» PROBLEM:
A complete answer lists every line of the entries below where the string "Uuid" appears.

Records contained in a dataset:
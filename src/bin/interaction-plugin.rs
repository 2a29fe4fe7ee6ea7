//! # Interaction Plugin CLI
//!
//! Process entry point a workflow host uses to talk to the plugin. Requests
//! are read as JSON from a file or stdin and every reply is printed to stdout
//! as a single JSON document; logs go to stderr.

use std::io::Read;
use std::path::PathBuf;
use std::process::ExitCode;
use std::sync::Arc;
use std::time::Duration;

use anyhow::{bail, Context, Result};
use clap::{Parser, Subcommand, ValueEnum};
use serde::Serialize;
use tracing::info;
use uuid::Uuid;

use interaction_plugin::logging::init_structured_logging;
use interaction_plugin::models::{
    parse_timeout, Action, ActionParam, AlertHandlerRequest, ExecuteTaskRequest, Execution,
    ExecutionStep, PluginReply,
};
use interaction_plugin::test_helpers::{HumanDecision, InMemoryStatusService};
use interaction_plugin::{
    ActionPlugin, ConfigLoader, HttpStatusService, InteractionPlugin, PluginConfig,
    INTERACTION_DESCRIPTOR,
};

#[derive(Parser, Debug)]
#[command(name = "interaction-plugin")]
#[command(about = "Workflow action that waits for a human to approve or reject a step")]
#[command(version = env!("CARGO_PKG_VERSION"))]
struct Cli {
    /// Configuration file path (default: config/interaction.toml or INTERACTION_CONFIG_PATH)
    #[arg(short, long)]
    config: Option<PathBuf>,

    /// Environment name used to pick the configuration overlay
    #[arg(short, long)]
    environment: Option<String>,

    #[command(subcommand)]
    command: Commands,
}

#[derive(Debug, Subcommand)]
enum Commands {
    /// Print the plugin descriptor
    Info,

    /// Run the interaction action for one step
    Execute {
        /// JSON request file, or "-" for stdin
        #[arg(short, long, default_value = "-")]
        request: String,
    },

    /// Hand an alert to the plugin
    Alert {
        /// JSON request file, or "-" for stdin
        #[arg(short, long, default_value = "-")]
        request: String,
    },

    /// Run a step against an in-memory status service with a scripted decision
    Simulate {
        /// Value of the Timeout parameter, in seconds
        #[arg(short, long, default_value = "0")]
        timeout: String,
        /// What the simulated human does
        #[arg(short, long, value_enum, default_value = "approve")]
        decision: SimulatedDecision,
        /// Seconds before the simulated human acts
        #[arg(short, long, default_value = "3")]
        after: u64,
        /// Seconds between two reads of the step
        #[arg(short, long, default_value = "1")]
        poll_interval: u64,
    },
}

#[derive(Debug, Clone, Copy, ValueEnum)]
enum SimulatedDecision {
    Approve,
    Reject,
    /// Nobody acts; only the timeout can end the wait
    None,
}

#[tokio::main]
async fn main() -> Result<ExitCode> {
    let cli = Cli::parse();

    let mut loader = ConfigLoader::new();
    if let Some(path) = &cli.config {
        loader = loader.with_file(path);
    }
    if let Some(environment) = &cli.environment {
        loader = loader.with_environment(environment);
    }
    let config = loader.load().context("failed to load configuration")?;

    init_structured_logging(&config.logging);

    match cli.command {
        Commands::Info => {
            print_json(&INTERACTION_DESCRIPTOR)?;
            Ok(ExitCode::SUCCESS)
        }
        Commands::Execute { request } => execute(&config, &request).await,
        Commands::Alert { request } => {
            let request: AlertHandlerRequest = read_request(&request)?;
            let plugin = http_plugin(&config)?;
            reply(plugin.handle_alert(&request).await.into())
        }
        Commands::Simulate {
            timeout,
            decision,
            after,
            poll_interval,
        } => simulate(&timeout, decision, after, poll_interval).await,
    }
}

async fn execute(config: &PluginConfig, request: &str) -> Result<ExitCode> {
    let request: ExecuteTaskRequest = read_request(request)?;
    let plugin = http_plugin(config)?;

    info!(
        execution_id = %request.execution.id,
        step_id = %request.step.id,
        status_service = %config.status_service.base_url,
        "Executing interaction step"
    );

    reply(plugin.execute_task(&request).await.into())
}

async fn simulate(
    timeout: &str,
    decision: SimulatedDecision,
    after: u64,
    poll_interval: u64,
) -> Result<ExitCode> {
    let scripted = scripted_decision(timeout, decision)?;

    let service = Arc::new(InMemoryStatusService::new());
    let action = Action::with_params(vec![ActionParam::new("Timeout", timeout)]);
    let request = ExecuteTaskRequest {
        execution: Execution::new(Uuid::new_v4()),
        step: ExecutionStep::new(Uuid::new_v4(), action),
    };
    service.insert_step(request.execution.id, request.step.clone());

    if let Some(scripted) = scripted {
        service.schedule_decision(request.step.id, Duration::from_secs(after), scripted);
    }

    let plugin = InteractionPlugin::new(service.clone())
        .with_poll_interval(Duration::from_secs(poll_interval.max(1)));
    let result = plugin.execute_task(&request).await;

    if let Some(step) = service.step(request.step.id) {
        for message in &step.messages {
            info!(step_id = %step.id, "{message}");
        }
    }

    reply(result.into())
}

/// Map the CLI decision onto a scripted one. A run with nobody acting and
/// no timeout could never end, so it is refused.
fn scripted_decision(timeout: &str, decision: SimulatedDecision) -> Result<Option<HumanDecision>> {
    match decision {
        SimulatedDecision::Approve => Ok(Some(HumanDecision::Approve)),
        SimulatedDecision::Reject => Ok(Some(HumanDecision::Reject)),
        SimulatedDecision::None if parse_timeout(timeout) == 0 => bail!(
            "--decision none needs a positive --timeout, otherwise the simulation never ends"
        ),
        SimulatedDecision::None => Ok(None),
    }
}

fn http_plugin(config: &PluginConfig) -> Result<InteractionPlugin<HttpStatusService>> {
    let service = HttpStatusService::new(&config.status_service)
        .context("failed to build status service client")?;
    Ok(InteractionPlugin::from_config(service, &config.interaction))
}

fn read_request<T: serde::de::DeserializeOwned>(source: &str) -> Result<T> {
    let raw = if source == "-" {
        let mut buffer = String::new();
        std::io::stdin()
            .read_to_string(&mut buffer)
            .context("failed to read request from stdin")?;
        buffer
    } else {
        std::fs::read_to_string(source)
            .with_context(|| format!("failed to read request file {source}"))?
    };

    serde_json::from_str(&raw).context("request is not valid JSON for this command")
}

fn reply(reply: PluginReply) -> Result<ExitCode> {
    print_json(&reply)?;
    Ok(if reply.success {
        ExitCode::SUCCESS
    } else {
        ExitCode::FAILURE
    })
}

fn print_json<T: Serialize>(value: &T) -> Result<()> {
    println!("{}", serde_json::to_string_pretty(value)?);
    Ok(())
}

» RESULT OF THE EXERCISE:
use uuid::Uuid;
        execution: Execution::new(Uuid::new_v4()),
        step: ExecutionStep::new(Uuid::new_v4(), action),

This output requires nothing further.